*How to complete this task*
Scan the records beneath this line for the line holding "minimum delay between clicks, in seconds" and the line holding "raw key code", then transcribe exactly those two and all lines between.
BEGIN Data under study
use eframe::egui;
use parking_lot::Mutex;
use std::{sync::Arc, thread};

use crate::{controller::Controller, indicator};

/// Stops clicking and asks the window to close. The app's close path then
/// runs the usual cleanup and saves settings.
pub fn request_shutdown(controller: &Mutex<Controller>, ctx: &egui::Context) {
    controller.lock().deactivate();
    // a minimized root may not process commands until it is shown again
    indicator::restore_root(ctx);
    ctx.send_viewport_cmd_to(egui::ViewportId::ROOT, egui::ViewportCommand::Close);
    ctx.request_repaint();
    ctx.request_repaint_of(indicator::viewport_id());
}

/// Waits for Ctrl+C on a side thread with a small single-threaded runtime,
/// since the UI owns the main thread.
pub fn install(controller: Arc<Mutex<Controller>>, ctx: egui::Context) {
    let spawned = thread::Builder::new().name("ctrl-c".into()).spawn(move || {
        let runtime = match tokio::runtime::Builder::new_current_thread().enable_all().build() {
            Ok(runtime) => runtime,
            Err(err) => {
                tracing::warn!(error = %err, "no runtime for the Ctrl+C handler");
                return;
            }
        };
        match runtime.block_on(tokio::signal::ctrl_c()) {
            Ok(()) => {
                tracing::info!("shutdown signal received");
                request_shutdown(&controller, &ctx);
            }
            Err(err) => tracing::warn!(error = %err, "failed to install Ctrl+C handler"),
        }
    });
    if let Err(err) = spawned {
        tracing::warn!(error = %err, "could not spawn the Ctrl+C thread");
    }
}

#[cfg(test)]
mod tests {
    use super::*;
    use crate::{config::DelayRange, mouse::tests::RecordingBackend};

    #[test]
    fn test_shutdown_stops_clicking() {
        let mut controller = Controller::new(Box::new(RecordingBackend::at(3, 4)), DelayRange::default(), 0);
        controller.activate().unwrap();
        let controller = Mutex::new(controller);

        request_shutdown(&controller, &egui::Context::default());

        let status = controller.lock().status();
        assert!(!status.is_active);
        assert!(status.locked_position.is_none());
    }
}
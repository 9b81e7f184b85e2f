mod app;
mod config;
mod controller;
mod error;
mod hotkey;
mod indicator;
mod logging;
mod mouse;
mod scheduler;
mod shutdown;

#[cfg(test)]
mod tests;

use std::{path::PathBuf, sync::Arc};

use clap::Parser;
use eframe::egui;

use crate::{
    app::ClickApp,
    config::{clamp_offset, Settings, WINDOW_HEIGHT, WINDOW_WIDTH},
    hotkey::Hotkey,
    mouse::EnigoBackend,
};

#[derive(Parser, Debug)]
#[command(name = "clickclick", about = "Hotkey-toggled auto-clicker with randomized timing", version)]
struct Cli {
    /// Settings file (default: per-user config directory)
    #[arg(long)]
    settings: Option<PathBuf>,
    /// Override the minimum delay between clicks, in seconds
    #[arg(long)]
    min_delay: Option<f32>,
    /// Override the maximum delay between clicks, in seconds
    #[arg(long)]
    max_delay: Option<f32>,
    /// Override the click position jitter, in pixels
    #[arg(long)]
    offset: Option<i64>,
    /// Override the toggle hotkey by key name (e.g. F8, Kp5) or raw key code
    #[arg(long, value_parser = Hotkey::parse_cli)]
    hotkey: Option<Hotkey>,
    /// Verbose console output
    #[arg(short, long)]
    verbose: bool,
}

impl Cli {
    fn apply(&self, settings: &mut Settings) {
        if let Some(min) = self.min_delay {
            settings.min_delay = min;
        }
        if let Some(max) = self.max_delay {
            settings.max_delay = max;
        }
        if let Some(offset) = self.offset {
            settings.offset_range = clamp_offset(offset);
        }
        if let Some(hotkey) = &self.hotkey {
            settings.hotkey = hotkey.clone();
        }
        if self.verbose {
            settings.console_output = true;
        }
    }
}

fn main() -> anyhow::Result<()> {
    let cli = Cli::parse();
    let settings_path = cli.settings.clone().unwrap_or_else(Settings::default_path);

    let mut settings = Settings::load(&settings_path);
    cli.apply(&mut settings);
    let settings = settings.normalized();

    let log = logging::init(settings.console_output);
    tracing::info!(path = %settings_path.display(), hotkey = %settings.hotkey, "starting clickclick");

    let opts = eframe::NativeOptions {
        viewport: egui::ViewportBuilder::default()
            .with_inner_size([WINDOW_WIDTH, WINDOW_HEIGHT])
            .with_min_inner_size([WINDOW_WIDTH, 400.0])
            .with_transparent(true),
        follow_system_theme: true,
        ..Default::default()
    };

    eframe::run_native(
        "ClickClick",
        opts,
        Box::new(move |cc| {
            cc.egui_ctx.set_visuals(egui::Visuals::dark());
            let mut app = ClickApp::new(
                settings,
                settings_path,
                Box::new(EnigoBackend),
                log,
                Some(cc.egui_ctx.clone()),
            );
            app.start_services();
            shutdown::install(Arc::clone(&app.controller), cc.egui_ctx.clone());
            Box::new(app)
        }),
    )
    .map_err(|err| anyhow::anyhow!("gui failed: {err}"))
}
END Data under study
*Answer space*
    /// Override the minimum delay between clicks, in seconds
    #[arg(long)]
    min_delay: Option<f32>,
    /// Override the maximum delay between clicks, in seconds
    #[arg(long)]
    max_delay: Option<f32>,
    /// Override the click position jitter, in pixels
    #[arg(long)]
    offset: Option<i64>,
    /// Override the toggle hotkey by key name (e.g. F8, Kp5) or raw key code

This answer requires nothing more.